Data records:
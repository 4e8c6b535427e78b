//! Toast notification widget.
//!
//! Pure projection of the [`ToastController`] state onto the terminal: the
//! controller's phase and drag offset decide placement and styling, and no
//! state changes happen here. A non-blocking box in the bottom-right corner
//! that slides down and fades while being dragged.

use crate::styles::theme;
use crate::toast::{Phase, ToastController};
use ratatui::buffer::Buffer;
use ratatui::layout::{Alignment, Rect};
use ratatui::style::{Modifier, Style};
use ratatui::widgets::{Block, Borders, Clear, Paragraph, Widget, Wrap};

/// Gesture points per terminal cell row. Terminal mice report rows, the
/// gesture thresholds are defined in points; one cell is roughly this tall
/// on common displays, so dragging a toast ~3 rows crosses the 55-point
/// dismissal threshold.
pub const CELL_POINTS: f32 = 24.0;

const TOAST_HEIGHT: u16 = 3;

/// Where the toast sits for the given screen area and drag offset
/// (bottom-right corner, shifted downward while dragged).
///
/// Exposed so the event loop can hit-test mouse input against the same
/// rectangle the widget draws into.
pub fn toast_area(area: Rect, drag_offset: f32) -> Rect {
    let width = 40u16.min(area.width.saturating_sub(4));

    let x = area.x + area.width.saturating_sub(width + 2);
    let rest_y = area.y + area.height.saturating_sub(TOAST_HEIGHT + 3); // Above footer

    // Sliding off the bottom clips the box rather than moving it off-area.
    let shift = (drag_offset / CELL_POINTS).round() as u16;
    let y = rest_y
        .saturating_add(shift)
        .min(area.y + area.height.saturating_sub(1));
    let height = TOAST_HEIGHT.min(area.y + area.height - y);

    Rect::new(x, y, width, height)
}

/// Renders the current toast, if there is one.
pub struct ToastWidget<'a> {
    toast: &'a ToastController,
}

impl<'a> ToastWidget<'a> {
    pub fn new(toast: &'a ToastController) -> Self {
        Self { toast }
    }

    /// Terminals have no alpha channel; the projected opacity maps onto
    /// styling tiers instead.
    fn style_for_opacity(&self, base: Style) -> Option<Style> {
        let opacity = self.toast.opacity();
        if opacity <= 0.0 {
            None
        } else if opacity < 0.65 || self.toast.phase() == Phase::Hiding {
            Some(base.add_modifier(Modifier::DIM))
        } else {
            Some(base)
        }
    }
}

impl<'a> Widget for ToastWidget<'a> {
    fn render(self, area: Rect, buf: &mut Buffer) {
        if !self.toast.is_active() {
            return;
        }

        let t = theme();
        let Some(border_style) = self.style_for_opacity(t.success_style()) else {
            // Dragged past the fade distance: fully transparent.
            return;
        };
        let Some(text_style) =
            self.style_for_opacity(t.text_style().add_modifier(Modifier::BOLD))
        else {
            return;
        };

        let toast_area = toast_area(area, self.toast.drag_offset());
        if toast_area.height == 0 || toast_area.width == 0 {
            return;
        }

        Widget::render(Clear, toast_area, buf);

        let message = format!(" \u{2714} {} ", self.toast.message());
        let block = Block::default()
            .borders(Borders::ALL)
            .border_style(border_style)
            .style(t.background_style());

        let paragraph = Paragraph::new(message)
            .block(block)
            .style(text_style)
            .alignment(Alignment::Left)
            .wrap(Wrap { trim: true });

        Widget::render(paragraph, toast_area, buf);
    }
}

What you should do: Each line from the one with "Some(base.add_modifier(Modifier::DIM))" through the end of the entries above is to be returned word for word. Nothing else belongs in the answer.

Problem solution:
            Some(base.add_modifier(Modifier::DIM))
        } else {
            Some(base)
        }
    }
}

impl<'a> Widget for ToastWidget<'a> {
    fn render(self, area: Rect, buf: &mut Buffer) {
        if !self.toast.is_active() {
            return;
        }

        let t = theme();
        let Some(border_style) = self.style_for_opacity(t.success_style()) else {
            // Dragged past the fade distance: fully transparent.
            return;
        };
        let Some(text_style) =
            self.style_for_opacity(t.text_style().add_modifier(Modifier::BOLD))
        else {
            return;
        };

        let toast_area = toast_area(area, self.toast.drag_offset());
        if toast_area.height == 0 || toast_area.width == 0 {
            return;
        }

        Widget::render(Clear, toast_area, buf);

        let message = format!(" \u{2714} {} ", self.toast.message());
        let block = Block::default()
            .borders(Borders::ALL)
            .border_style(border_style)
            .style(t.background_style());

        let paragraph = Paragraph::new(message)
            .block(block)
            .style(text_style)
            .alignment(Alignment::Left)
            .wrap(Wrap { trim: true });

        Widget::render(paragraph, toast_area, buf);
    }
}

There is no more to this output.